IMCO also recently sold its interest in Spanish electricity provider Viesgo, which it held since 2015. Within infrastructure it has sold a number of select energy and utility holdings, and entered into a number of key strategic partnerships.
In real estate the fund also entered into a joint venture with WPT Industrial Real Estate Investment Trust, committing $150 million to increase exposure to industrial properties in strategic US logistics markets, and closed on its first investment which was a 772,800-square foot industrial development in New Jersey.
Before the COVID-19 health and economic crisis hit markets, IMCO was in the middle of what might be called a portfolio transformation.
For the past two years, really since the creation of the fund, the team has been transforming the portfolios that it inherited from its clients.
“We have undertaken a lot of analysis and research and then implementation, and we were really in the middle of transforming the portfolios, especially on the public side,” Michel says.
This transformation included new fund managers, more direct investments and more co-investment.
“We are building an organisation based on two fundamental principles: strong investment teams that can do direct and co-invest but also very strong partnerships. It’s a dual model where we have external partners and strong internal teams and this will allow us to have a different type of relationship,” he says.
The expectation is that this will mean fewer partners and bigger allocations with more dynamic relationship between managers and the internal team.
“There is a component of internalisation and also revamping the list of partners we want to work with.

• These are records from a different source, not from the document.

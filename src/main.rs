use anyhow::Result;
use serenity::{model::gateway::GatewayIntents, Client};
use songbird::SerenityInit;
use std::sync::Arc;
use tracing::{error, info};

mod bot;
mod config;
mod player;
mod resolver;
mod track;
mod ui;
mod usage;

use crate::bot::TempoBot;
use crate::config::Config;
use crate::player::PlayerRegistry;
use crate::resolver::{TrackResolver, YtdlResolver};
use crate::usage::store::UsageStore;

#[tokio::main]
async fn main() -> Result<()> {
    // Inicializar logging
    tracing_subscriber::fmt()
        .with_env_filter(
            tracing_subscriber::EnvFilter::from_default_env()
                .add_directive("tempo_bot=debug".parse()?)
                .add_directive("serenity=info".parse()?)
                .add_directive("songbird=info".parse()?),
        )
        .init();

    info!("🎵 Iniciando Tempo Bot v{}", env!("CARGO_PKG_VERSION"));

    if std::env::args().any(|arg| arg == "--health-check") {
        return health_check().await;
    }

    let config = Arc::new(Config::load()?);

    // Almacén de uso (append-only) y coordinadores por guild
    let store = Arc::new(
        UsageStore::open(
            &config.data_dir,
            config.enable_usage_log,
            config.reset_usage_log,
        )
        .await?,
    );
    let registry = Arc::new(PlayerRegistry::new(config.clone(), store.clone()));
    let resolver: Arc<dyn TrackResolver> = Arc::new(YtdlResolver::new());

    let intents =
        GatewayIntents::GUILDS | GatewayIntents::GUILD_VOICE_STATES | GatewayIntents::GUILD_MESSAGES;

    let handler = TempoBot::new(config.clone(), registry.clone(), resolver, store);

    let mut client = Client::builder(&config.discord_token, intents)
        .event_handler(handler)
        .register_songbird()
        .await?;

    // Apagado ordenado: cada guild persiste su reproducción abierta al salir
    let shutdown_registry = registry.clone();
    tokio::spawn(async move {
        tokio::signal::ctrl_c()
            .await
            .expect("Error al registrar Ctrl+C");
        info!("⚠️ Señal de apagado recibida, cerrando...");
        shutdown_registry.leave_all().await;
        std::process::exit(0);
    });

    info!("🚀 Bot iniciado");
    if let Err(why) = client.start().await {
        error!("Error al ejecutar cliente: {:?}", why);
    }

    Ok(())
}

async fn health_check() -> Result<()> {
    YtdlResolver::verify_available().await?;
    println!("OK");
    Ok(())
}
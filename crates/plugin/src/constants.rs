//! Centralized constants for the build plugin.
//!
//! This module contains the scan, artifact, and naming defaults shared by
//! the scanner, reactor, and bundler to avoid magic value duplication.

// =============================================================================
// Scan Defaults
// =============================================================================

/// Directories scanned for configuration declarations by default.
pub const DEFAULT_DEFINITION_DIRS: &[&str] = &["src/env"];

/// Directory name marking vendored dependencies; never scanned and never a
/// valid origin for change-triggered regeneration.
pub const DEPENDENCY_DIR: &str = "node_modules";

/// Directory name substrings excluded from scans. A directory whose name
/// contains any of these tokens is skipped without descending into it.
pub const EXCLUDED_DIRS: &[&str] = &[DEPENDENCY_DIR, ".git", "dist", "build", "__tests__", "test"];

/// Source file extensions eligible for scanning and change reactions.
pub const SOURCE_EXTENSIONS: &[&str] = &["ts", "tsx"];

/// Literal substring identifying an entry-definition call site.
pub const DEFINE_CALL_MARKER: &str = "defineConfigEntry";

// =============================================================================
// Artifact Defaults
// =============================================================================

/// Filename suffixes of generator output; changes to these files never
/// trigger regeneration, which breaks the regenerate-detect loop.
pub const GENERATED_SUFFIXES: &[&str] = &[".gen.ts", ".gen.tsx"];

/// Default filename of the runtime configuration JSON document.
pub const DEFAULT_CONFIG_JSON_NAME: &str = "env.json";

/// Default directory (relative to the invocation root) holding the runtime
/// configuration JSON document.
pub const DEFAULT_CONFIG_JSON_DIR: &str = "./";

/// Filename of the scan manifest written into the first definition
/// directory.
pub const DEFAULT_MANIFEST_NAME: &str = "config.gen.json";

// =============================================================================
// Plugin Identity
// =============================================================================

/// Name the plugin registers under with the host build tool.
pub const PLUGIN_NAME: &str = "dynamic-config";
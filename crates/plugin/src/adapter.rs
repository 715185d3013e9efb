//! Build-tool lifecycle adapter.
//!
//! Responsibilities:
//! - Wire scanning, bundling, and change reactions into the host's hooks:
//!   build start, bundle generation, and dev-server start.
//!
//! Invariants / Assumptions:
//! - One plugin instance owns one scanner, so the compiled-pattern cache is
//!   shared between the initial scan and later change-triggered rescans.
//! - Hook failures degrade to logs; a scan problem must not fail the
//!   host's build.

use std::path::Path;
use std::sync::Arc;

use tracing::warn;

use crate::constants::{PLUGIN_NAME, SOURCE_EXTENSIONS};
use crate::env_file::handle_env_file_bundle;
use crate::generator::generate_config_file;
use crate::host::{AssetSink, DevServer};
use crate::options::PluginOptions;
use crate::reactor::handle_file_change;
use crate::scanner::Scanner;

/// The plugin: construct once, hand each hook to the host.
pub struct DynamicConfigPlugin {
    options: PluginOptions,
    scanner: Arc<Scanner>,
}

impl DynamicConfigPlugin {
    pub fn new(options: PluginOptions) -> Self {
        Self {
            options,
            scanner: Arc::new(Scanner::new()),
        }
    }

    /// Name the plugin registers under.
    pub fn name(&self) -> &'static str {
        PLUGIN_NAME
    }

    /// Build-start hook: scan and write the manifest.
    pub fn build_start(&self) {
        if let Err(error) = generate_config_file(&self.scanner, &self.options) {
            warn!(%error, "config generation failed at build start");
        }
    }

    /// Bundle-generation hook: embed the runtime JSON document as an asset.
    pub fn generate_bundle(&self, sink: &mut dyn AssetSink) {
        handle_env_file_bundle(sink, &self.options);
    }

    /// Dev-server hook: widen the watcher to the definition directories and
    /// react to change notifications.
    pub fn configure_server(&self, server: &mut dyn DevServer) {
        for dir in &self.options.definition_dirs {
            let resolved = std::path::absolute(dir).unwrap_or_else(|_| dir.clone());
            for extension in SOURCE_EXTENSIONS {
                server
                    .watcher()
                    .add(&format!("{}/**/*.{extension}", resolved.display()));
            }
        }

        let scanner = Arc::clone(&self.scanner);
        let options = self.options.clone();
        server.on_change(Box::new(move |path: &Path| {
            handle_file_change(&scanner, path, &options);
        }));
    }
}
//! Error types for the build plugin.

use std::path::PathBuf;
use thiserror::Error;

/// Errors that can occur during plugin operations.
///
/// Scan-time file problems are deliberately absent here: the scanner absorbs
/// them per file (logged, degrade to zero entries) so one bad file never
/// aborts a build.
#[derive(Error, Debug)]
pub enum PluginError {
    /// Failed to write a generated artifact.
    #[error("Failed to write {path}: {source}")]
    Write {
        path: PathBuf,
        #[source]
        source: std::io::Error,
    },

    /// Failed to serialize the scan manifest.
    #[error("Failed to serialize config manifest: {source}")]
    Serialize {
        #[source]
        source: serde_json::Error,
    },

    /// The file watcher backend reported an error.
    #[error("File watcher error: {source}")]
    Watch {
        #[source]
        source: notify::Error,
    },
}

This means turning over some portfolios 100 per cent.”
In the wake of the onset of the COVID-19 pandemic, the fund has also spent time pondering the big trends that affect investors and what it means for how they manage money.
“The trick is not to identify something that no one else sees, it’s actually just to have the discipline to act on those big trends and take advantage of them and the risk they represent,” Clark says. “The advantages of a big organisation including scale and cost efficiencies are sometimes offset by lack of agility and getting locked into strategies. You need to see the big trends coming and adapt.”
He points to some powerful trends already in play that have been accelerated by the crisis including lower for longer returns, inflationary effects, globalisation and supply chain issues, as well as the relationship between trade and growth.
“We are saying ‘so what?’ What do we do in response to those and how do we adapt our portfolio?”